“I’ll fetch him in now, eh, Casaubon?”
said Mr. Brooke. “He wouldn’t come
in till I had announced him, you know. And we’ll
go down and look at the picture. There you are
to the life: a deep subtle sort of thinker with
his fore-finger on the page, while Saint Bonaventure
or somebody else, rather fat and florid, is looking
up at the Trinity. Everything is symbolical,
you know— the higher style of art:
I like that up to a certain point, but not too far—it’s
rather straining to keep up with, you know. But
you are at home in that, Casaubon. And your painter’s
flesh is good—solidity, transparency, everything
of that sort. I went into that a great deal at
one time. However, I’ll go and fetch Ladislaw.”
CHAPTER XXXV.
“Non, je ne comprends
pas de plus charmant plaisir
Que de voir d’heritiers
une troupe affligee
Le maintien interdit,
et la mine allongee,
Lire un long testament
ou pales, etonnes
On leur laisse un bonsoir
avec un pied de nez.
Pour voir au naturel
leur tristesse profonde
Je reviendrais, je crois,
expres de l’autre monde.”
—REGNARD:
Le Legataire Universel.
When the animals entered the Ark in pairs, one may
imagine that allied species made much private remark
on each other, and were tempted to think that so many
forms feeding on the same store of fodder were eminently
superfluous, as tending to diminish the rations.

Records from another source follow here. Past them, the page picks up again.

impl<R: Read + Seek> Reader<R> {
    /// Creates a reader over `src`.
    pub fn new(src: R) -> Self {
        Self {
            src: Some(src),
            uncomp: Buffer::new(),
            comp: Buffer::new(),
            hit_eof: false,
            stream: None,
            seek_table: None,
            gindex: None,
            mt: None,
        }
    }

    /// Copies up to `buf.len()` decoded bytes into `buf`.
    ///
    /// Returns the number of bytes read, 0 at end of stream.
    pub fn read(&mut self, buf: &mut [u8]) -> Result<usize> {
        if self.hit_eof {
            return Ok(0);
        }

        let mut decoded = 0;
        while decoded < buf.len() {
            if self.uncomp.is_exhausted() && self.refill()? == 0 {
                break;
            }

            let pos = self.uncomp.pos();
            let n = usize::min(self.uncomp.sz() - pos, buf.len() - decoded);
            buf[decoded..decoded + n].copy_from_slice(&self.uncomp.filled()[pos..pos + n]);
            self.uncomp.set_pos(pos + n);
            decoded += n;
        }

        Ok(decoded)
    }

    /// Borrows up to `n` decoded bytes straight out of the internal buffer.
    ///
    /// The returned slice is between 1 and `n` bytes long, or empty at end
    /// of stream. The borrow is valid until the next operation on this
    /// reader.
    pub fn read_zero_copy(&mut self, n: usize) -> Result<&[u8]> {
        if self.hit_eof || n == 0 {
            return Ok(&[]);
        }
        if self.uncomp.is_exhausted() && self.refill()? == 0 {
            return Ok(&[]);
        }

        let pos = self.uncomp.pos();
        let take = usize::min(n, self.uncomp.sz() - pos);
        self.uncomp.set_pos(pos + take);

        Ok(&self.uncomp.filled()[pos..pos + take])
    }

    /// Reads one delimited record into `out`.
    ///
    /// The delimiter is consumed but not stored. A trailing `\r` is
    /// stripped when the delimiter is `\n`. Returns the record length, or
    /// `None` at end of stream.
    pub fn getline(&mut self, delim: u8, out: &mut Vec<u8>) -> Result<Option<usize>> {
        out.clear();
        if self.hit_eof {
            return Ok(None);
        }

        let mut found = false;
        while !found {
            if self.uncomp.is_exhausted() && self.refill()? == 0 {
                break;
            }

            let pos = self.uncomp.pos();
            match self.uncomp.filled()[pos..].iter().position(|&b| b == delim) {
                Some(i) => {
                    out.extend_from_slice(&self.uncomp.filled()[pos..pos + i]);
                    self.uncomp.set_pos(pos + i + 1);
                    found = true;
                }
                None => {
                    out.extend_from_slice(&self.uncomp.filled()[pos..]);
                    let sz = self.uncomp.sz();
                    self.uncomp.set_pos(sz);
                }
            }
        }

        if !found && out.is_empty() {
            return Ok(None);
        }
        if delim == b'\n' && out.last() == Some(&b'\r') {
            out.pop();
        }

        Ok(Some(out.len()))
    }

    /// Returns the next byte without consuming it, or `None` at end of
    /// stream.
    pub fn peek(&mut self) -> Result<Option<u8>> {
        if self.hit_eof {
            return Ok(None);
        }
        if self.uncomp.is_exhausted() && self.refill()? == 0 {
            return Ok(None);
        }

        Ok(Some(self.uncomp.unread()[0]))
    }

    /// Repositions to uncompressed offset `upos`.
    ///
    /// Loads the seekable index on first use.
    ///
    /// # Errors
    ///
    /// Fails with an out-of-range error for `upos` at or past the end of
    /// the logical stream, without advancing the read position.
    pub fn seek(&mut self, upos: u64) -> Result<()> {
        if self.mt.is_some() {
            return self.seek_mt(upos);
        }

        self.load_seek_table()?;
        let (st, _) = self.seek_table.as_ref().expect("loaded above");
        let entry = *st.query(upos)?;

        let src = self.src.as_mut().ok_or_else(Error::cancelled)?;
        src.seek(SeekFrom::Start(entry.cpos))?;
        self.stream = None;
        self.hit_eof = false;
        self.uncomp.set_sz(0);
        self.uncomp.set_pos(0);

        if self.decode_block()? == 0 {
            return Err(Error::out_of_range());
        }
        self.uncomp.set_pos((upos - entry.pos) as usize);

        Ok(())
    }

    /// Resolves a genomic range to an uncompressed offset suitable for
    /// [`Reader::seek`].
    ///
    /// Loads the indices on first use. Returns [`crate::QUERY_EOF`] when
    /// the range lies beyond all indexed data.
    pub fn query(&mut self, tid: i32, beg: i64, end: i64) -> Result<u64> {
        if self.mt.is_some() {
            return self.query_mt(tid, beg, end);
        }

        self.load_seek_table()?;
        if self.gindex.is_none() {
            let index_sz = self.seek_table.as_ref().expect("loaded above").1;
            let src = self.src.as_mut().ok_or_else(Error::cancelled)?;
            let saved = src.stream_position()?;
            let loaded = GenomicIndex::from_seekable(src, index_sz)?;
            src.seek(SeekFrom::Start(saved))?;
            self.gindex = Some(loaded.ok_or_else(Error::index_missing)?);
        }

        self.gindex
            .as_ref()
            .expect("loaded above")
            .query(tid, beg, end)
    }

    /// Peeks at the last four bytes of the file for the seekable-index
    /// sentinel.
    pub fn check_eof(&mut self) -> Result<EofStatus> {
        if self.mt.is_some() {
            return self.check_eof_mt();
        }
        let src = self.src.as_mut().ok_or_else(Error::cancelled)?;

        check_eof_on(src)
    }

    /// Attaches a shared worker pool and starts the dedicated reader
    /// thread. `qsize` bounds the read-ahead, 0 for auto.
    pub fn thread_pool(&mut self, pool: &Arc<ThreadPool>, qsize: usize) -> Result<()>
    where
        R: Send + 'static,
    {
        if self.mt.is_some() {
            return Err(Error::invalid_mode());
        }
        let src = self.src.take().ok_or_else(Error::cancelled)?;

        let qsize = if qsize == 0 { pool.size() * 2 } else { qsize };
        let queue = Arc::new(OrderedQueue::new(qsize));
        let shared = Arc::new(ReaderShared {
            command: Mutex::new(CommandState {
                command: Command::None,
                pending_pos: 0,
            }),
            cond: Condvar::new(),
            indices: Mutex::new(None),
            indices_cond: Condvar::new(),
            jobs: Mutex::new(Vec::new()),
        });

        let p = Arc::clone(pool);
        let q = Arc::clone(&queue);
        let sh = Arc::clone(&shared);
        let io = std::thread::Builder::new()
            .name("bgzf2-reader-io".into())
            .spawn(move || reader_io(src, &p, &q, &sh))
            .map_err(Error::from)?;

        self.mt = Some(MtReader {
            queue,
            shared,
            io: Some(io),
        });

        Ok(())
    }

    /// Shuts down asynchronous work and returns the underlying source.
    pub fn finish(mut self) -> Result<R> {
        if let Some(io) = self.shutdown_mt() {
            return io.join().map_err(|_| Error::cancelled());
        }

        self.src.take().ok_or_else(Error::cancelled)
    }

    /// Makes the next uncompressed bytes available, refilling the buffer
    /// from the pipeline when it is exhausted. Returns 0 at end of stream.
    fn refill(&mut self) -> Result<usize> {
        if !self.uncomp.is_exhausted() {
            return Ok(self.uncomp.sz() - self.uncomp.pos());
        }

        let n = if self.mt.is_some() {
            self.decode_block_mt()
        } else {
            self.decode_block()
        }?;
        if n == 0 {
            self.hit_eof = true;
        }

        Ok(n)
    }

    /// Reads and decompresses the next block on the calling thread.
    fn decode_block(&mut self) -> Result<usize> {
        if self.stream.is_some() {
            return self.stream_refill();
        }
        let src = self.src.as_mut().ok_or_else(Error::cancelled)?;

        match frame::read_frame(src, &mut self.comp)? {
            NextFrame::Eof => Ok(0),
            NextFrame::Data(size) => {
                codec::decompress_block(self.comp.filled(), &mut self.uncomp, size)
            }
            NextFrame::Raw(hdr) => {
                self.stream = Some(StreamDecoder::new(&hdr)?);
                self.stream_refill()
            }
        }
    }

    /// One round of the streaming fallback. Produces at least one byte
    /// unless the stream is exhausted.
    fn stream_refill(&mut self) -> Result<usize> {
        let sd = self.stream.as_mut().expect("stream mode active");
        let src = self.src.as_mut().ok_or_else(Error::cancelled)?;
        self.uncomp.grow(DCtx::out_size());

        loop {
            if sd.pos == sd.len {
                sd.len = src.read(&mut sd.in_buf)?;
                sd.pos = 0;
                if sd.len == 0 {
                    if !sd.at_boundary {
                        return Err(Error::codec("truncated zstd stream"));
                    }
                    self.uncomp.set_sz(0);
                    self.uncomp.set_pos(0);
                    return Ok(0);
                }
            }

            let cap = self.uncomp.alloc();
            let mut out = OutBuffer::around(&mut self.uncomp.space()[..cap]);
            let mut inb = InBuffer::around(&sd.in_buf[sd.pos..sd.len]);
            let hint = sd.dctx.decompress_stream(&mut out, &mut inb)?;
            sd.pos += inb.pos();
            sd.at_boundary = hint == 0;

            if out.pos() > 0 {
                let n = out.pos();
                self.uncomp.set_sz(n);
                self.uncomp.set_pos(0);
                return Ok(n);
            }
        }
    }

    /// Waits for the next decoded block from the pipeline and swaps it into
    /// the exposed buffer.
    fn decode_block_mt(&mut self) -> Result<usize> {
        let mt = self.mt.as_mut().expect("pool attached");

        let Some(mut job) = mt.queue.next_result_wait() else {
            return Err(Error::cancelled());
        };

        if let Some(e) = job.err.take() {
            // Stop consuming after a pipeline error; the reader thread has
            // parked itself behind this sentinel
            self.hit_eof = true;
            mt.shared.jobs.lock().expect("job mutex poisoned").push(job);
            return Err(e);
        }
        if job.hit_eof {
            mt.shared.jobs.lock().expect("job mutex poisoned").push(job);
            return Ok(0);
        }

        // Swap instead of copy; the job exclusively owns its buffer here
        std::mem::swap(&mut self.uncomp, &mut job.uncomp);
        mt.shared.jobs.lock().expect("job mutex poisoned").push(job);

        // A seek leaves the offset into the destination block behind
        let residual = {
            let mut cs = mt.shared.command.lock().expect("command mutex poisoned");
            std::mem::take(&mut cs.pending_pos)
        };
        self.uncomp.set_pos(residual as usize);

        Ok(self.uncomp.sz())
    }

    fn seek_mt(&mut self, upos: u64) -> Result<()> {
        {
            let mt = self.mt.as_ref().expect("pool attached");
            let mut cs = mt.shared.command.lock().expect("command mutex poisoned");
            cs.command = Command::Seek(upos);
            mt.shared.cond.notify_all();
            mt.queue.wake_dispatch();

            loop {
                cs = mt.shared.cond.wait(cs).expect("command mutex poisoned");
                match cs.command {
                    Command::SeekDone => {
                        cs.command = Command::None;
                        break;
                    }
                    Command::SeekFail(code) => {
                        cs.command = Command::None;
                        return Err(code.into_error());
                    }
                    // Woken before the reader processed the command; pass
                    // the signal on
                    Command::Seek(_) => mt.shared.cond.notify_all(),
                    _ => {}
                }
            }
        }

        self.hit_eof = false;
        self.uncomp.set_sz(0);
        self.uncomp.set_pos(0);

        Ok(())
    }

    fn query_mt(&mut self, tid: i32, beg: i64, end: i64) -> Result<u64> {
        let mt = self.mt.as_ref().expect("pool attached");
        let indices = wait_indices(&mt.shared);

        match &indices.gindex {
            Ok(Some(g)) => g.query(tid, beg, end),
            Ok(None) => Err(Error::index_missing()),
            Err(code) => Err(code.into_error()),
        }
    }

    fn check_eof_mt(&mut self) -> Result<EofStatus> {
        let mt = self.mt.as_ref().expect("pool attached");
        let mut cs = mt.shared.command.lock().expect("command mutex poisoned");
        cs.command = Command::HasEof;
        mt.shared.cond.notify_all();
        mt.queue.wake_dispatch();

        loop {
            cs = mt.shared.cond.wait(cs).expect("command mutex poisoned");
            match cs.command {
                Command::HasEofDone(status) => {
                    cs.command = Command::None;
                    return Ok(status);
                }
                Command::HasEof => mt.shared.cond.notify_all(),
                _ => {}
            }
        }
    }

    /// Loads the seekable index, restoring the read position afterwards.
    fn load_seek_table(&mut self) -> Result<()> {
        if self.seek_table.is_some() {
            return Ok(());
        }
        let src = self.src.as_mut().ok_or_else(Error::cancelled)?;
        let saved = src.stream_position()?;
        let loaded = SeekTable::from_seekable(src)?;
        src.seek(SeekFrom::Start(saved))?;
        self.seek_table = Some(loaded);

        Ok(())
    }
}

(I fear the part played by the vultures on that occasion
would be too painful for art to represent, those birds
being disadvantageously naked about the gullet, and
apparently without rites and ceremonies.)
The same sort of temptation befell the Christian Carnivora
who formed Peter Featherstone’s funeral procession;
most of them having their minds bent on a limited
store which each would have liked to get the most of.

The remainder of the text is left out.